In a Dec. 13 answer to the case (along with new matter), Rite Aid put forth a complete denial of the events presented and the allegations that it was negligent.

“The Rite Aid defendants deny they owed a duty of the type alleged by plaintiff, deny that they breached any duty owed to the plaintiff and deny that they were the legal proximate cause of any injuries and damages of which plaintiff complains. The Rite Aid defendants aver, to the extent revealed by discovery or testimony rendered at trial, that the injuries and/or medical conditions of which plaintiff complains pre-existed and/or unrelated to the accident at issue. To the extent revealed by discovery or testimony rendered at trial, the Rite Aid defendants set forth the plaintiff’s failure to mitigate damages as a bar to plaintiff’s claim. The Rite Aid defendants set forth the plaintiff’s own comparative negligence as a bar to and/or in diminution of the plaintiff’s claim for damages,” the new matter stated.

“The Rite Aid defendants set forth all affirmative defenses available to them under Pennsylvania Rule of Civil Procedure 1030(a), including but not limited to, comparative negligence under the Pennsylvania Comparative Negligence Statute. Plaintiffs’ claims may be barred and/or limited by the affirmative defenses of releases, laches, estoppel, waiver and any other affirmative defenses enumerated under Pennsylvania Rule of Civil Procedure 1030. The Rite Aid defendants set forth any applicable statute of limitations as a bar to plaintiff’s claims herein. To the extent revealed by discovery or testimony rendered at trial, the Rite Aid defendants set forth as an affirmative defense the doctrine of intervening and superseding causes of the plaintiff’s asserted fall. The Pennsylvania Fair Share Act is set forth as an affirmative defense.”

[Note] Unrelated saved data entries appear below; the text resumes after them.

//! Shared blocking HTTP client with retry, backoff and status
//! classification. Both the action client and the mapping client build
//! their requests through [`ApiClient`].

use std::thread;
use std::time::Duration;

use reqwest::blocking::{Client, RequestBuilder, Response};
use serde_json::Value;

use crate::error::ConnectorError;

// ── Constants ───────────────────────────────────────────────────────

pub const DEFAULT_MAX_RETRIES: u32 = 3;
const USER_AGENT: &str = concat!("ledgerbridge/", env!("CARGO_PKG_VERSION"));

// ── Retry policy ────────────────────────────────────────────────────

#[derive(Debug, Clone, Copy, PartialEq, Eq)]
pub struct RetryPolicy {
    /// Retries after the first attempt. 0 = single attempt.
    pub max_retries: u32,
    /// Wait before the first retry; doubles after each retry.
    pub initial_backoff: Duration,
}

impl RetryPolicy {
    pub fn new(max_retries: u32) -> Self {
        Self { max_retries, initial_backoff: Duration::from_secs(1) }
    }

    /// No waiting between attempts.
    pub fn immediate(max_retries: u32) -> Self {
        Self { max_retries, initial_backoff: Duration::ZERO }
    }

    pub fn none() -> Self {
        Self::immediate(0)
    }
}

impl Default for RetryPolicy {
    fn default() -> Self {
        Self::new(DEFAULT_MAX_RETRIES)
    }
}

// ── ApiClient ───────────────────────────────────────────────────────

#[derive(Clone)]
pub struct ApiClient {
    http: Client,
    service: String,
    retry: RetryPolicy,
}

impl ApiClient {
    pub fn new(service: &str, timeout: Duration, retry: RetryPolicy) -> Result<Self, ConnectorError> {
        let http = Client::builder()
            .timeout(timeout)
            .user_agent(USER_AGENT)
            .build()
            .map_err(|e| ConnectorError::Network(format!("failed to build HTTP client: {}", e)))?;

        Ok(Self { http, service: service.to_string(), retry })
    }

    pub fn with_retry(mut self, retry: RetryPolicy) -> Self {
        self.retry = retry;
        self
    }

    pub fn retry_policy(&self) -> RetryPolicy {
        self.retry
    }

    /// Send with retry + exponential backoff. For idempotent requests.
    ///
    /// `build_request` is called once per attempt and must return a fully
    /// configured request (URL, auth, body).
    pub fn send_json(&self, build_request: impl Fn(&Client) -> RequestBuilder) -> Result<Value, ConnectorError> {
        self.execute(build_request, self.retry.max_retries)
    }

    /// Send exactly once. For requests that create records.
    pub fn send_json_once(&self, build_request: impl Fn(&Client) -> RequestBuilder) -> Result<Value, ConnectorError> {
        self.execute(build_request, 0)
    }

    fn execute(
        &self,
        build_request: impl Fn(&Client) -> RequestBuilder,
        max_retries: u32,
    ) -> Result<Value, ConnectorError> {
        let mut backoff = self.retry.initial_backoff;
        let mut attempt = 0;

        loop {
            let failure = match build_request(&self.http).send() {
                Ok(resp) => {
                    let status = resp.status().as_u16();
                    if resp.status().is_success() {
                        return read_json(resp, &self.service);
                    }

                    // Retryable: 429, 5xx
                    if status == 429 || status >= 500 {
                        let wait = retry_after(&resp).unwrap_or(backoff);
                        let msg = extract_error(resp, status);
                        if attempt == max_retries {
                            let what = if status == 429 { "rate limited" } else { "upstream error" };
                            return Err(ConnectorError::Http(
                                status,
                                format!("{} {} after {} attempts: {}", self.service, what, attempt + 1, msg),
                            ));
                        }
                        (wait, format!("HTTP {}", status))
                    } else {
                        return Err(classify(status, extract_error(resp, status)));
                    }
                }
                Err(e) => {
                    // Network/timeout errors: retry
                    if attempt == max_retries {
                        return Err(ConnectorError::Network(format!(
                            "{} unreachable after {} attempts: {}",
                            self.service,
                            attempt + 1,
                            e
                        )));
                    }
                    (backoff, e.to_string())
                }
            };

            let (wait, reason) = failure;
            attempt += 1;
            log::warn!(
                "{}: retry {}/{} in {:?} ({})",
                self.service,
                attempt,
                max_retries,
                wait,
                reason
            );
            thread::sleep(wait);
            backoff *= 2;
        }
    }
}

fn classify(status: u16, msg: String) -> ConnectorError {
    match status {
        401 | 403 => ConnectorError::Unauthorized(status, msg),
        404 => ConnectorError::NotFound(msg),
        400 | 422 => ConnectorError::Validation(status, msg),
        _ => ConnectorError::Http(status, msg),
    }
}

fn retry_after(resp: &Response) -> Option<Duration> {
    resp.headers()
        .get("retry-after")
        .and_then(|v| v.to_str().ok())
        .and_then(|v| v.trim().parse::<u64>().ok())
        .map(Duration::from_secs)
}

// Read as text first so BOM-prefixed and empty bodies are handled.
fn read_json(resp: Response, service: &str) -> Result<Value, ConnectorError> {
    let text = resp
        .text()
        .map_err(|e| ConnectorError::Network(format!("failed to read {} response body: {}", service, e)))?;
    let trimmed = text.trim_start_matches('\u{feff}').trim();
    if trimmed.is_empty() {
        return Ok(Value::Null);
    }
    serde_json::from_str(trimmed).map_err(|e| {
        let end = trimmed.char_indices().nth(200).map_or(trimmed.len(), |(i, _)| i);
        ConnectorError::Parse(format!(
            "failed to parse {} JSON response: {} (body: {})",
            service,
            e,
            &trimmed[..end]
        ))
    })
}

/// Pull a human-readable message out of an error body: `message`, then
/// `error` (string or `{ message }`), then the raw text.
fn extract_error(resp: Response, status: u16) -> String {
    let text = resp.text().unwrap_or_default();
    let body: Value = serde_json::from_str(&text).unwrap_or(Value::Null);
    body["message"]
        .as_str()
        .or_else(|| body["error"].as_str())
        .or_else(|| body["error"]["message"].as_str())
        .map(str::to_string)
        .or_else(|| Some(text.trim().to_string()).filter(|t| !t.is_empty()))
        .unwrap_or_else(|| format!("HTTP {}", status))
}
//! Date handling at the two edges of the engine: outbound request
//! boundaries (`M/D/YYYY`) and inbound record fields, which arrive as a
//! mix of ISO-8601 and locale-formatted strings.

use chrono::{DateTime, NaiveDate, NaiveDateTime};

use crate::model::DateRange;

/// Rendered for dates that are missing or cannot be parsed.
pub const PLACEHOLDER: &str = "-";

const US_DATE: &str = "%-m/%-d/%Y";

const ISO_DATETIME_FORMATS: &[&str] = &[
    "%Y-%m-%dT%H:%M:%S%.f",
    "%Y-%m-%dT%H:%M",
    "%Y-%m-%d %H:%M:%S%.f",
];

const LOOSE_DATETIME_FORMATS: &[&str] = &[
    "%m/%d/%Y %I:%M %p",
    "%m/%d/%Y %I:%M:%S %p",
    "%m/%d/%Y %H:%M",
    "%m/%d/%Y %H:%M:%S",
    "%b %d, %Y %H:%M:%S",
];

const LOOSE_DATE_FORMATS: &[&str] = &[
    "%m/%d/%Y",
    "%Y/%m/%d",
    "%d-%b-%Y",
    "%b %d, %Y",
    "%B %d, %Y",
    "%a %b %d %Y",
];

/// Render a request boundary the way the journal action expects it.
pub fn format_for_query(date: NaiveDate) -> String {
    date.format(US_DATE).to_string()
}

/// Render a record date for display. Never fails: anything that does not
/// parse comes back as [`PLACEHOLDER`].
pub fn format_for_display(raw: Option<&str>) -> String {
    let Some(raw) = raw.map(str::trim).filter(|s| !s.is_empty()) else {
        return PLACEHOLDER.to_string();
    };

    match parse_iso(raw).or_else(|| parse_loose(raw)) {
        Some(date) => date.format(US_DATE).to_string(),
        None => {
            log::debug!("unparseable record date {raw:?}");
            PLACEHOLDER.to_string()
        }
    }
}

/// Strict ISO-8601: calendar date, optionally with time and offset.
/// Offset-qualified timestamps keep the calendar date of their own offset.
pub fn parse_iso(raw: &str) -> Option<NaiveDate> {
    if let Ok(dt) = DateTime::parse_from_rfc3339(raw) {
        return Some(dt.date_naive());
    }
    if let Ok(dt) = DateTime::parse_from_str(raw, "%Y-%m-%dT%H:%M:%S%.f%z") {
        return Some(dt.date_naive());
    }
    for fmt in ISO_DATETIME_FORMATS {
        if let Ok(dt) = NaiveDateTime::parse_from_str(raw, fmt) {
            return Some(dt.date());
        }
    }
    NaiveDate::parse_from_str(raw, "%Y-%m-%d").ok()
}

/// Fallback for the locale-formatted strings the accounting system uses
/// in some fields (`3/5/2024 10:15 am`, `05-Mar-2024`, RFC 2822, ...).
pub fn parse_loose(raw: &str) -> Option<NaiveDate> {
    if let Ok(dt) = DateTime::parse_from_rfc2822(raw) {
        return Some(dt.date_naive());
    }
    for fmt in LOOSE_DATETIME_FORMATS {
        if let Ok(dt) = NaiveDateTime::parse_from_str(raw, fmt) {
            return Some(dt.date());
        }
    }
    LOOSE_DATE_FORMATS
        .iter()
        .find_map(|fmt| NaiveDate::parse_from_str(raw, fmt).ok())
}

/// Parse a date-picker value (`YYYY-MM-DD`).
pub fn parse_input_date(raw: &str) -> Option<NaiveDate> {
    NaiveDate::parse_from_str(raw.trim(), "%Y-%m-%d").ok()
}

// ---------------------------------------------------------------------------
// Filter inputs
// ---------------------------------------------------------------------------

/// The "from"/"to" inputs with their enable toggles.
///
/// Turning a toggle off clears its value, so re-enabling starts empty.
#[derive(Debug, Clone, Copy, Default, PartialEq, Eq)]
pub struct DateFilter {
    from: Option<NaiveDate>,
    to: Option<NaiveDate>,
    use_from: bool,
    use_to: bool,
}

impl DateFilter {
    pub fn set_use_from(&mut self, enabled: bool) {
        self.use_from = enabled;
        if !enabled {
            self.from = None;
        }
    }

    pub fn set_use_to(&mut self, enabled: bool) {
        self.use_to = enabled;
        if !enabled {
            self.to = None;
        }
    }

    pub fn set_from(&mut self, date: Option<NaiveDate>) {
        self.from = date;
    }

    pub fn set_to(&mut self, date: Option<NaiveDate>) {
        self.to = date;
    }

    pub fn use_from(&self) -> bool {
        self.use_from
    }

    pub fn use_to(&self) -> bool {
        self.use_to
    }

    pub fn from(&self) -> Option<NaiveDate> {
        self.from
    }

    pub fn to(&self) -> Option<NaiveDate> {
        self.to
    }

    /// The range a fetch cycle actually sends: a boundary counts only when
    /// its toggle is on and a value is present.
    pub fn effective_range(&self) -> DateRange {
        DateRange {
            from: self.from.filter(|_| self.use_from),
            to: self.to.filter(|_| self.use_to),
        }
    }
}

#[cfg(test)]
mod tests {
    use super::*;

    fn d(y: i32, m: u32, day: u32) -> NaiveDate {
        NaiveDate::from_ymd_opt(y, m, day).unwrap()
    }

    #[test]
    fn query_format_has_no_leading_zeros() {
        assert_eq!(format_for_query(d(2024, 3, 5)), "3/5/2024");
        assert_eq!(format_for_query(d(2024, 12, 31)), "12/31/2024");
    }

    #[test]
    fn display_iso_and_locale_agree() {
        let iso = format_for_display(Some("2024-03-05"));
        let iso_ts = format_for_display(Some("2024-03-05T10:15:00Z"));
        let local = format_for_display(Some("3/5/2024"));
        let local_ts = format_for_display(Some("3/5/2024 10:15 am"));
        assert_eq!(iso, "3/5/2024");
        assert_eq!(iso, iso_ts);
        assert_eq!(iso, local);
        assert_eq!(iso, local_ts);
    }

    #[test]
    fn display_keeps_offset_calendar_date() {
        assert_eq!(format_for_display(Some("2024-03-05T23:30:00-08:00")), "3/5/2024");
        assert_eq!(format_for_display(Some("2024-03-05T23:30:00.123+0100")), "3/5/2024");
    }

    #[test]
    fn display_other_locale_shapes() {
        assert_eq!(format_for_display(Some("05-Mar-2024")), "3/5/2024");
        assert_eq!(format_for_display(Some("March 5, 2024")), "3/5/2024");
        assert_eq!(format_for_display(Some("Tue, 5 Mar 2024 10:15:00 +0000")), "3/5/2024");
    }

    #[test]
    fn display_placeholder_for_garbage() {
        assert_eq!(format_for_display(None), "-");
        assert_eq!(format_for_display(Some("")), "-");
        assert_eq!(format_for_display(Some("   ")), "-");
        assert_eq!(format_for_display(Some("not a date")), "-");
        assert_eq!(format_for_display(Some("2024-13-45")), "-");
    }

    #[test]
    fn input_date_parse() {
        assert_eq!(parse_input_date("2024-01-31"), Some(d(2024, 1, 31)));
        assert_eq!(parse_input_date("01/31/2024"), None);
    }

    #[test]
    fn filter_toggles() {
        let mut filter = DateFilter::default();
        filter.set_from(Some(d(2024, 1, 1)));
        filter.set_to(Some(d(2024, 1, 31)));
        // Values without toggles are not sent.
        assert_eq!(filter.effective_range(), DateRange::unbounded());

        filter.set_use_from(true);
        filter.set_from(Some(d(2024, 1, 1)));
        assert_eq!(filter.effective_range(), DateRange::new(Some(d(2024, 1, 1)), None));

        filter.set_use_to(true);
        filter.set_to(Some(d(2024, 1, 31)));
        assert_eq!(
            filter.effective_range(),
            DateRange::new(Some(d(2024, 1, 1)), Some(d(2024, 1, 31)))
        );

        filter.set_use_from(false);
        assert_eq!(filter.from(), None);
        filter.set_use_from(true);
        assert_eq!(filter.effective_range(), DateRange::new(None, Some(d(2024, 1, 31))));
    }
}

For multiple counts of negligence, the plaintiff is seeking damages in excess of $75,000, plus all costs and other relief this court deems just.

The plaintiff is represented by Marc I. Simon, Ryan M. Flaherty, Amanda L. Nese, Ashley Henkle and Jessica Thimons of Simon & Simon, in Pittsburgh.

The defendants are represented by George N. Stewart and Kerri Shimborske-Abel of Zimmer Kunz, also in Pittsburgh.